Most (10/11) perioperative mortality occurred after pneumonectomy, and notably, POAF occurred in 9 of these 10 pneumonectomy mortalities. After pneumonectomy, AF burden (median, 7.7% vs. 2.4%; P=0.006) and total AF duration (median, 13.0 vs. 4.0 h; P=0.035) were higher in perioperative death cases than other patients. In pneumonectomy group, all patients with intraoperative AF had POAF occurrence, yet no significant difference was observed in perioperative mortality between patients with and without intraoperative AF (17.4% vs. 9.6%; P=0.443).

Multivariate analysis

Receiver operating characteristic (ROC) curve was employed to identify optimal cut-off value for continuous variables, and cut-off value for age, left atrial diameter (LAd), left ventricular end-systolic diameter (LVDs) and BMI were 60 y, 35 mm, 29 mm and 23.6 kg/m², respectively. In univariate analysis, POAF risk after pneumonectomy was almost 4 times that after lobectomy [hazard ratio (HR): 4.3; 95% confidence interval (CI): 2.6–7.0; P<0.001] and 20 times that after segmentectomy (Figure 1); moreover, POAF risk after lobectomy was 4.8 times that after segmentectomy. Other univariate RFs for POAF included pericardial incision, male sex, age >60 y, symptomatic heart failure, diabetes mellitus, postoperative transfusion, open thoracotomy, left-sided resection, smoking history, LAd ≥35 mm, squamous carcinoma, fistula, infection and hemorrhage. In multivariate analysis (Figure 2), independent RFs for POAF included pneumonectomy, lobectomy, age >60 years, diabetes mellitus, LAd ≥35 mm, fistula and hemorrhage.

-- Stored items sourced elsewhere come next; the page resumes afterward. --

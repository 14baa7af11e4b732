//! Session state and the reentrancy guard

use std::fmt;

use serde::Serialize;

/// Where the voice session is in its cycle
#[derive(Debug, Clone, Copy, PartialEq, Eq, Hash, Serialize)]
#[serde(rename_all = "snake_case")]
pub enum VoiceState {
    /// Voice mode is off; nothing is captured
    Disabled,
    /// Capturing, but only a wake word will be acted on
    WaitingForWakeWord,
    /// Capturing and ready for a request
    Available,
    /// Speech has been detected in the current capture
    Listening,
    /// Transcribed request is with the response pipeline
    Thinking,
    /// Reply is being spoken
    Saying,
}

impl VoiceState {
    /// States the session settles into between exchanges
    #[must_use]
    pub const fn is_resting(self) -> bool {
        matches!(self, Self::WaitingForWakeWord | Self::Available)
    }

    /// Stable lowercase name, used in logs and events
    #[must_use]
    pub const fn as_str(self) -> &'static str {
        match self {
            Self::Disabled => "disabled",
            Self::WaitingForWakeWord => "waiting_for_wake_word",
            Self::Available => "available",
            Self::Listening => "listening",
            Self::Thinking => "thinking",
            Self::Saying => "saying",
        }
    }
}

impl fmt::Display for VoiceState {
    fn fmt(&self, f: &mut fmt::Formatter<'_>) -> fmt::Result {
        f.write_str(self.as_str())
    }
}

/// Why a new capture was refused
#[derive(Debug, Clone, Copy, PartialEq, Eq)]
pub enum Busy {
    /// Voice mode is off
    Disabled,
    /// A capture is already live
    Capturing,
    /// Transcription, the pipeline or playback is still running
    Processing,
}

/// Mutable session record, owned by the controller task
#[derive(Debug, Clone)]
pub struct VoiceSession {
    state: VoiceState,
    wake_word_required: bool,
    awake: bool,
    is_capturing: bool,
    is_processing: bool,
}

impl VoiceSession {
    /// A disabled session
    #[must_use]
    pub const fn new(wake_word_required: bool) -> Self {
        Self {
            state: VoiceState::Disabled,
            wake_word_required,
            awake: false,
            is_capturing: false,
            is_processing: false,
        }
    }

    #[must_use]
    pub const fn state(&self) -> VoiceState {
        self.state
    }

    #[must_use]
    pub const fn is_capturing(&self) -> bool {
        self.is_capturing
    }

    /// Resting state for the current gating
    #[must_use]
    pub const fn rest_state(&self) -> VoiceState {
        if self.wake_word_required && !self.awake {
            VoiceState::WaitingForWakeWord
        } else {
            VoiceState::Available
        }
    }

    /// Turn voice on; returns the state entered
    pub const fn enable(&mut self) -> VoiceState {
        self.awake = false;
        self.is_capturing = false;
        self.is_processing = false;
        self.state = self.rest_state();
        self.state
    }

    /// Turn voice off and clear every flag
    pub const fn disable(&mut self) {
        self.state = VoiceState::Disabled;
        self.awake = false;
        self.is_capturing = false;
        self.is_processing = false;
    }

    /// Move to `to`; returns whether the state changed
    pub fn transition(&mut self, to: VoiceState) -> bool {
        if self.state == to {
            return false;
        }
        self.state = to;
        true
    }

    /// Claim the microphone for a new capture
    ///
    /// # Errors
    ///
    /// Returns why the capture may not start
    pub const fn try_begin_capture(&mut self) -> Result<(), Busy> {
        if matches!(self.state, VoiceState::Disabled) {
            return Err(Busy::Disabled);
        }
        if self.is_capturing {
            return Err(Busy::Capturing);
        }
        if self.is_processing {
            return Err(Busy::Processing);
        }
        self.is_capturing = true;
        Ok(())
    }

    /// The capture handed off or failed
    pub const fn end_capture(&mut self) {
        self.is_capturing = false;
    }

    /// Set the reentrancy guard before transcription
    ///
    /// # Errors
    ///
    /// Returns `Busy::Processing` if the guard is already held
    pub const fn begin_processing(&mut self) -> Result<(), Busy> {
        if self.is_processing {
            return Err(Busy::Processing);
        }
        self.is_processing = true;
        Ok(())
    }

    /// Clear the reentrancy guard
    pub const fn end_processing(&mut self) {
        self.is_processing = false;
    }

    /// The wake word was heard
    pub const fn mark_awake(&mut self) {
        self.awake = true;
    }

    pub const fn set_wake_word_required(&mut self, required: bool) {
        self.wake_word_required = required;
    }
}

#[cfg(test)]
mod tests {
    use super::*;

    #[test]
    fn test_enable_respects_gating() {
        let mut gated = VoiceSession::new(true);
        assert_eq!(gated.enable(), VoiceState::WaitingForWakeWord);

        let mut open = VoiceSession::new(false);
        assert_eq!(open.enable(), VoiceState::Available);
    }

    #[test]
    fn test_wake_word_changes_rest_state() {
        let mut session = VoiceSession::new(true);
        session.enable();
        session.mark_awake();
        assert_eq!(session.rest_state(), VoiceState::Available);

        session.disable();
        assert_eq!(session.enable(), VoiceState::WaitingForWakeWord);
    }

    #[test]
    fn test_guard_rejects_restart_while_processing() {
        let mut session = VoiceSession::new(false);
        assert_eq!(session.try_begin_capture(), Err(Busy::Disabled));

        session.enable();
        assert_eq!(session.try_begin_capture(), Ok(()));
        assert_eq!(session.try_begin_capture(), Err(Busy::Capturing));

        session.end_capture();
        session.begin_processing().unwrap();
        assert_eq!(session.try_begin_capture(), Err(Busy::Processing));
        assert_eq!(session.begin_processing(), Err(Busy::Processing));

        session.end_processing();
        assert_eq!(session.try_begin_capture(), Ok(()));
    }

    #[test]
    fn test_disable_clears_guard() {
        let mut session = VoiceSession::new(false);
        session.enable();
        session.try_begin_capture().unwrap();
        session.begin_processing().unwrap();
        session.disable();
        assert!(!session.is_capturing());
        assert_eq!(session.state(), VoiceState::Disabled);

        session.enable();
        assert_eq!(session.begin_processing(), Ok(()));
    }

    #[test]
    fn test_transition_reports_change() {
        let mut session = VoiceSession::new(false);
        session.enable();
        assert!(!session.transition(VoiceState::Available));
        assert!(session.transition(VoiceState::Listening));
    }

    #[test]
    fn test_state_display() {
        assert_eq!(VoiceState::WaitingForWakeWord.to_string(), "waiting_for_wake_word");
        assert!(VoiceState::Available.is_resting());
        assert!(!VoiceState::Saying.is_resting());
    }
}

Figure 1 Risk ratio of POAF after lung resection according to variables in univariate logistic regression model. A P<0.05 was considered significant, which was indicated by red diamonds, otherwise turquoise diamonds. (A) All patients, (B) pneumonectomy group, (C) lobectomy group, (D) segmentectomy group. POAF, postoperative atrial fibrillation; CI, confidence interval; HF, heart failure; CAD, coronary artery disease; HBP, high blood pressure; DM, diabetes mellitus; COPD, chronic obstructive pulmonary disease; LAd, left atrial diameter; LVD, left ventricular diameter; BMI, body mass index.

Figure 2 Risk ratio of POAF after lung resection in patients overall and pneumonectomy group according to variables in multivariate logistic regression model. A P<0.05 was considered significant, which was indicated by red diamonds, otherwise turquoise diamonds. POAF, postoperative atrial fibrillation; CI, confidence interval; LAd, left atrial diameter.

In pneumonectomy patients, univariate RFs for POAF (Figure 1) included age >60 years, LAd ≥35 mm and LVDs >29 mm. In multivariate analysis (Figure 2), independent RFs for POAF included age >60 years and LAd ≥35 mm. In univariate analysis, RFs for POAF after lobectomy included symptomatic heart failure and fistula (Figure 1); fistula was also an independent RF.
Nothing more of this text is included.